━━━ The data ━━━

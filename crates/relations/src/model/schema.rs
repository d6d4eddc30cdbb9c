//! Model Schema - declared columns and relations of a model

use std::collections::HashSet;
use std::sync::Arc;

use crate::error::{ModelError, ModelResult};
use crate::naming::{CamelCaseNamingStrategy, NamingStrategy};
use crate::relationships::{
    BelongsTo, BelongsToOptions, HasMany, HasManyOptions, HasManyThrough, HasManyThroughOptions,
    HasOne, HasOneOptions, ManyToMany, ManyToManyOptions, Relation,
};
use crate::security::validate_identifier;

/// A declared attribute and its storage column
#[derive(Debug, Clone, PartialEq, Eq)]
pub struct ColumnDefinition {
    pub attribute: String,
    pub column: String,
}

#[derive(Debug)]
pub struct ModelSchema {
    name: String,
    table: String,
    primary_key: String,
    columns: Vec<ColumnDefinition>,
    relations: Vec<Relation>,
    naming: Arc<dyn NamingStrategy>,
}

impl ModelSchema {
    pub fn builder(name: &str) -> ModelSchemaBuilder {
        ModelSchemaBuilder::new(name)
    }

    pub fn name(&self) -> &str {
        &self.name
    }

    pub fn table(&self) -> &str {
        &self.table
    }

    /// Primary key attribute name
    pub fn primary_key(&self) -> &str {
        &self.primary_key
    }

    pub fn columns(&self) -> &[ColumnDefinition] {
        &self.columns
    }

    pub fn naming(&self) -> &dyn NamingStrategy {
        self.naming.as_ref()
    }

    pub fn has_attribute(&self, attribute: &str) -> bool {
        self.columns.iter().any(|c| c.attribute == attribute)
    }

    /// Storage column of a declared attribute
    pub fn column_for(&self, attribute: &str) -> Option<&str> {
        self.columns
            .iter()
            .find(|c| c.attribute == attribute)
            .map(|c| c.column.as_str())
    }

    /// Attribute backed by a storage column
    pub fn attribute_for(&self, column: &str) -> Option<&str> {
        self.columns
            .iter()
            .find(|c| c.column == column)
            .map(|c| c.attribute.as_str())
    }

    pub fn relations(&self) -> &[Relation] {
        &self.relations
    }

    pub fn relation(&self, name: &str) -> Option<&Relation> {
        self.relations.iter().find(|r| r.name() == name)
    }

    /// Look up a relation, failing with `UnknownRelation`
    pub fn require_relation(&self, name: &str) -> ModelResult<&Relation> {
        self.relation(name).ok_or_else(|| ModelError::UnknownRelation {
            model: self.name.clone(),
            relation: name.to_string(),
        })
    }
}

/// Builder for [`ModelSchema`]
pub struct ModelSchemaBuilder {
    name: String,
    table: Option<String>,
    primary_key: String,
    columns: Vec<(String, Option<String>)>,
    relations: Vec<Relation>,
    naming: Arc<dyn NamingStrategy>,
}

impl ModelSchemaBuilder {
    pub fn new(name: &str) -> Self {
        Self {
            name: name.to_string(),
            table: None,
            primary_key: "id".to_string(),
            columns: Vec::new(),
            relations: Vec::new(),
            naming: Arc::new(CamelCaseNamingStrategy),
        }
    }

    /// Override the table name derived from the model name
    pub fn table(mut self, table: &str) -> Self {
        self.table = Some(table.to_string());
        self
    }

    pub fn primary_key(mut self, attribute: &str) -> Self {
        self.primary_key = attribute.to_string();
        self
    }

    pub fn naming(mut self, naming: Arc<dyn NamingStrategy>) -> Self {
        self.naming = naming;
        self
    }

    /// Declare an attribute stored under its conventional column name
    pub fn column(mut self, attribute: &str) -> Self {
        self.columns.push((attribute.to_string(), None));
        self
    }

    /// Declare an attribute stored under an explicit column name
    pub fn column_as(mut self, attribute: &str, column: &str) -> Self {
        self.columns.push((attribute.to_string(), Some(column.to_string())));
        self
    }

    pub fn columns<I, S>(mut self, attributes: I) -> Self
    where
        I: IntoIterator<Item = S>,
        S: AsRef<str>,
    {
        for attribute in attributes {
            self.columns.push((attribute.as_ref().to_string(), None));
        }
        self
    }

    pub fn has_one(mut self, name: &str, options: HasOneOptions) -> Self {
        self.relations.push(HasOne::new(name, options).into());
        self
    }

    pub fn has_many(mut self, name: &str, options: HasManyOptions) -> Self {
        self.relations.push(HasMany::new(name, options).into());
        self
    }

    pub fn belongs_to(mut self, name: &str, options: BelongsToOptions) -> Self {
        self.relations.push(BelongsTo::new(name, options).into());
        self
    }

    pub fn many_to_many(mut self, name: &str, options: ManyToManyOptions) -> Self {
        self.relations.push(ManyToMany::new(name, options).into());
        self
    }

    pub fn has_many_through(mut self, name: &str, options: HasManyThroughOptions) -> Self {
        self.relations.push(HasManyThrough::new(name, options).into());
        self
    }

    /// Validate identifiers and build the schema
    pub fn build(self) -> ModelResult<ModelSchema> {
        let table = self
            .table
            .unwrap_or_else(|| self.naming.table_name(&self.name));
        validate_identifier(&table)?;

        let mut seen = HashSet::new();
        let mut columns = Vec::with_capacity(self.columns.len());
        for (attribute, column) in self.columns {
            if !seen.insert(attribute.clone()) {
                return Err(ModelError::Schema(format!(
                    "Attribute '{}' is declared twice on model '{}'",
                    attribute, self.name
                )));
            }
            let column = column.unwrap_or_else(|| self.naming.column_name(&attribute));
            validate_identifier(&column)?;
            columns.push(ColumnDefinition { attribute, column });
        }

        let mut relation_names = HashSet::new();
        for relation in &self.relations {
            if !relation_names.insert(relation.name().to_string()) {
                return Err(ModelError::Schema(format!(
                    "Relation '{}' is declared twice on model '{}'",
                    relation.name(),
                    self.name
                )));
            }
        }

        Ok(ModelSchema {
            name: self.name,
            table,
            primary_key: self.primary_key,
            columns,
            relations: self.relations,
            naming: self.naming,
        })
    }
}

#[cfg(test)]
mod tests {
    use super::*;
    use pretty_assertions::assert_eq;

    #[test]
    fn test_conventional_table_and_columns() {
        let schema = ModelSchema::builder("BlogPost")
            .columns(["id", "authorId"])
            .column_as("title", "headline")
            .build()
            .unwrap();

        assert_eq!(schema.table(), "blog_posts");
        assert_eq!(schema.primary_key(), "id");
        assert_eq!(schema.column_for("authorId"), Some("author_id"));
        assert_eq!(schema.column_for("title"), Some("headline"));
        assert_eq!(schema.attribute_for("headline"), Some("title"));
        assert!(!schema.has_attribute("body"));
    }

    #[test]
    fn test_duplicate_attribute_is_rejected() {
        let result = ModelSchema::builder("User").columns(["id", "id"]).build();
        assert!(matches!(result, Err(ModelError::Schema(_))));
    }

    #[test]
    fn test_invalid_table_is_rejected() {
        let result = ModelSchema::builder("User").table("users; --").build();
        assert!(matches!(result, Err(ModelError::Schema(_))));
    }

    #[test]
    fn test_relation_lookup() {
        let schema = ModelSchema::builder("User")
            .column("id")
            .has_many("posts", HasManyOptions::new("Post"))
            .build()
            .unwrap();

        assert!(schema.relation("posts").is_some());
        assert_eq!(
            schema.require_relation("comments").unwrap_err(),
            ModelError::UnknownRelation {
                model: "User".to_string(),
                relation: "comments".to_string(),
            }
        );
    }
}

━━━
━━━ The data ━━━

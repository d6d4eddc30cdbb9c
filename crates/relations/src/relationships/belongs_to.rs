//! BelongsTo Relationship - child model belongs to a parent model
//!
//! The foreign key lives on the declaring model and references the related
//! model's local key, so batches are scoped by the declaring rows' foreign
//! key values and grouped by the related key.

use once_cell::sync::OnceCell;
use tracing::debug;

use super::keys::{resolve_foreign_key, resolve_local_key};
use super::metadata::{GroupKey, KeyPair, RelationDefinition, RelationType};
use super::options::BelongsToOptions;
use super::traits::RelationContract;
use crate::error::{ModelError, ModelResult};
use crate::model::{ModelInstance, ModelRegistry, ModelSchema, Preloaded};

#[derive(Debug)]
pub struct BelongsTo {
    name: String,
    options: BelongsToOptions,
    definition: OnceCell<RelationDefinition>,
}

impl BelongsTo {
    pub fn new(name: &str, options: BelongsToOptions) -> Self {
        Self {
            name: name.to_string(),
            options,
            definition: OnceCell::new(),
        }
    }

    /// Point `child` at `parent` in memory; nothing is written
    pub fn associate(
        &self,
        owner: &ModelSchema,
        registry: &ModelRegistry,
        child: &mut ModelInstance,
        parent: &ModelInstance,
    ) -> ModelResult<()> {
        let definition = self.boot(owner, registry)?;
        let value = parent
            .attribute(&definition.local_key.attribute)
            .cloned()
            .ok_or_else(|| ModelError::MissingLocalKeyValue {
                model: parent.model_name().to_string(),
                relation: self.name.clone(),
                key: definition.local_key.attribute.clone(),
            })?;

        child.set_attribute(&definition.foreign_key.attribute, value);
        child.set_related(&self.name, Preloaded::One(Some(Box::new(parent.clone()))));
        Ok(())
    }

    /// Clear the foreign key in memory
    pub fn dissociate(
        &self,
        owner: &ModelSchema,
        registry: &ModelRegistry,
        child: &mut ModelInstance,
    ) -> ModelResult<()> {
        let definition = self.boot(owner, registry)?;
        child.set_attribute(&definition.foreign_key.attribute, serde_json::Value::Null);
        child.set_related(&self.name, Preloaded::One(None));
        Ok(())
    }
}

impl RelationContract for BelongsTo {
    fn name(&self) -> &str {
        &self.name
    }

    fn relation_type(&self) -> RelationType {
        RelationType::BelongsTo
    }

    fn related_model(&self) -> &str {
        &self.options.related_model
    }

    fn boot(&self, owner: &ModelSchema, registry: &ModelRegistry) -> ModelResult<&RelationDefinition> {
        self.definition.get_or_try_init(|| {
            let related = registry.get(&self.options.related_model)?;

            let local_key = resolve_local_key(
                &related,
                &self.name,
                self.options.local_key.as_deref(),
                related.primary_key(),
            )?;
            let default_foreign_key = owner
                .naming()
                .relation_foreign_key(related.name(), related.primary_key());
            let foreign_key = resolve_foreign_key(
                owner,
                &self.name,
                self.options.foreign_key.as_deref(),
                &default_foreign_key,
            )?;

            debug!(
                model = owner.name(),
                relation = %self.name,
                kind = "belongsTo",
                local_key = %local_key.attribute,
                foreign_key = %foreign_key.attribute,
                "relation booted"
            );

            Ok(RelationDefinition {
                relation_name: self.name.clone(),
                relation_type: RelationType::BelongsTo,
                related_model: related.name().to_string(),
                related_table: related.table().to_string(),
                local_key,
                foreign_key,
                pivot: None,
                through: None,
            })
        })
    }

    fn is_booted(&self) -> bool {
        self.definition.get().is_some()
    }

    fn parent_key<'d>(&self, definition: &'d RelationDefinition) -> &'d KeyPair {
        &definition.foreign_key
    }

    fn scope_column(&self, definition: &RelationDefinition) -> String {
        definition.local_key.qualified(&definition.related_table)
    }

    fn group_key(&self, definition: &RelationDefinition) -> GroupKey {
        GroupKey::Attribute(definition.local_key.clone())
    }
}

━━━
━━━ The data ━━━

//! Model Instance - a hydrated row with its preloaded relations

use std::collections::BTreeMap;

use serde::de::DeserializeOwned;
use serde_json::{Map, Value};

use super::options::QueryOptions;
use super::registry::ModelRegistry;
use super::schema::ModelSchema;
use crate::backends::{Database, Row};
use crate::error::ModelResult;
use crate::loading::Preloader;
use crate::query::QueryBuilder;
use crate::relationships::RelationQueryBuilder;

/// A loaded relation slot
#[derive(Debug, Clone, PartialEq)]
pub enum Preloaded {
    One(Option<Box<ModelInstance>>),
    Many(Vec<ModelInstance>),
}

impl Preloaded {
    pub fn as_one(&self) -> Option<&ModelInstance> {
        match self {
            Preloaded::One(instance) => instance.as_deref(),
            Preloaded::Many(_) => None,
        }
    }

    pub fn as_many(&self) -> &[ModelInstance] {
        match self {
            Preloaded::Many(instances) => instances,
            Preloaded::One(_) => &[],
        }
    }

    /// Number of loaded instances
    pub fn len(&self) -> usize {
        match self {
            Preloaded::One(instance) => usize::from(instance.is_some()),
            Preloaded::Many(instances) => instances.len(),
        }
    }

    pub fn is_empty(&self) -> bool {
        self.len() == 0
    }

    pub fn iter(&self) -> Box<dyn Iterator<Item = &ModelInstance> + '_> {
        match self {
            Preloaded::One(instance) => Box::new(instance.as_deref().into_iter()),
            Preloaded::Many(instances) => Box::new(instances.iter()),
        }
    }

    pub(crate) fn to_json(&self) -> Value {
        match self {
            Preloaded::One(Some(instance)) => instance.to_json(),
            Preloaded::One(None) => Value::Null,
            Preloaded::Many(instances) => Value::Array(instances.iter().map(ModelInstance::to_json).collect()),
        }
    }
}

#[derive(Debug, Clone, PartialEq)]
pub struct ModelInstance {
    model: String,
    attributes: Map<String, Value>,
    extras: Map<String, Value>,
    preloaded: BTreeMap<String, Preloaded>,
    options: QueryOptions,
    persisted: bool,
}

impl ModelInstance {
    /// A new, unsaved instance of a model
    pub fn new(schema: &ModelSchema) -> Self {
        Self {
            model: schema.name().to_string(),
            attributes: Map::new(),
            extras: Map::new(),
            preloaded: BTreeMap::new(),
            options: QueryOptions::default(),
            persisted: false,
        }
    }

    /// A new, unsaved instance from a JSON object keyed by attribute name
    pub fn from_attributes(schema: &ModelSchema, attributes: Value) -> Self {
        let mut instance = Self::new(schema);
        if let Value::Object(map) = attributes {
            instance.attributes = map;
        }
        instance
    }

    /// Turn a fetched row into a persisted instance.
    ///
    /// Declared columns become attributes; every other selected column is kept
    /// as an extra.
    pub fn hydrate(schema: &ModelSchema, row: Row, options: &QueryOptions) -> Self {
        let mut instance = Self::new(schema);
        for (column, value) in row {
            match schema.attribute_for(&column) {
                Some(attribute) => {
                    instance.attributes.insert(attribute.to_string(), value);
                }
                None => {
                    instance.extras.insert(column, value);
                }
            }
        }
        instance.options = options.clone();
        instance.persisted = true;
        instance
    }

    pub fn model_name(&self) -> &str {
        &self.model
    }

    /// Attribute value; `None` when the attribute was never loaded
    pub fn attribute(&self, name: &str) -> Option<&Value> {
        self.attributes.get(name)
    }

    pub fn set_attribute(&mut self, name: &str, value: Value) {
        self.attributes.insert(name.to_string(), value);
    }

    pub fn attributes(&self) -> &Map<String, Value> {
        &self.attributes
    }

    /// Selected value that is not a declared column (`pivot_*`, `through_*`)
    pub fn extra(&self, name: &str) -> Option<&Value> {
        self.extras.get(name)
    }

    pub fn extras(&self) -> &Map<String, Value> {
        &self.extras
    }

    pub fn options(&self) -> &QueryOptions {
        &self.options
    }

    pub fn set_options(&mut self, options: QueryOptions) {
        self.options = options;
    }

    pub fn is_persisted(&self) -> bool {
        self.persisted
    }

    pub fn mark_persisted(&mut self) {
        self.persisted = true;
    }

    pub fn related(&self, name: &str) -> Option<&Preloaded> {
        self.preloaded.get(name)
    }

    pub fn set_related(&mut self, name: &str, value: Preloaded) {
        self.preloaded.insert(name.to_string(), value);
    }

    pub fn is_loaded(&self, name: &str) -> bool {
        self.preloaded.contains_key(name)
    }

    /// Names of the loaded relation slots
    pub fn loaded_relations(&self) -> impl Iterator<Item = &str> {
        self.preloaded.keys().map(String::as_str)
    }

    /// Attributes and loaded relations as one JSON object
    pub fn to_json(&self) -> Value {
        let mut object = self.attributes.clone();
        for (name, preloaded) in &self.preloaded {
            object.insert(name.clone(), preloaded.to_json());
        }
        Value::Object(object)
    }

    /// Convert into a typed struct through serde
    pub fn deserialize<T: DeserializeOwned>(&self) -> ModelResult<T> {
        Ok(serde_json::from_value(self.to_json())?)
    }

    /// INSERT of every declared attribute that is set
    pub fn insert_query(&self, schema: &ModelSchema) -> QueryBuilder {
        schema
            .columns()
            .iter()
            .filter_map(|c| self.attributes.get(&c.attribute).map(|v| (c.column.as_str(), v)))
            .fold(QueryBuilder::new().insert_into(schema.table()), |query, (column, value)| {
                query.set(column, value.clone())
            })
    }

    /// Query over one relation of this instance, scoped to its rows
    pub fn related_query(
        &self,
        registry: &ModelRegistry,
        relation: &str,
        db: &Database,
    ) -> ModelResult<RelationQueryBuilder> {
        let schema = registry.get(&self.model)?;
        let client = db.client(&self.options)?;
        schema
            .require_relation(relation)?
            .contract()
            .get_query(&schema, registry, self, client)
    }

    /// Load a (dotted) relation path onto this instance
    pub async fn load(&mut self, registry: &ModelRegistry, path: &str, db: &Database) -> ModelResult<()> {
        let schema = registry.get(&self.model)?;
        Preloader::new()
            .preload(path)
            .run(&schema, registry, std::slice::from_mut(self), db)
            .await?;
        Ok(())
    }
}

━━━

Your task | From the records above, repeat exactly the lines from the one with "self.persisted = true;" through the one with "loaded relation slots", both included.

Task answer |
        self.persisted = true;
    }

    pub fn related(&self, name: &str) -> Option<&Preloaded> {
        self.preloaded.get(name)
    }

    pub fn set_related(&mut self, name: &str, value: Preloaded) {
        self.preloaded.insert(name.to_string(), value);
    }

    pub fn is_loaded(&self, name: &str) -> bool {
        self.preloaded.contains_key(name)
    }

    /// Names of the loaded relation slots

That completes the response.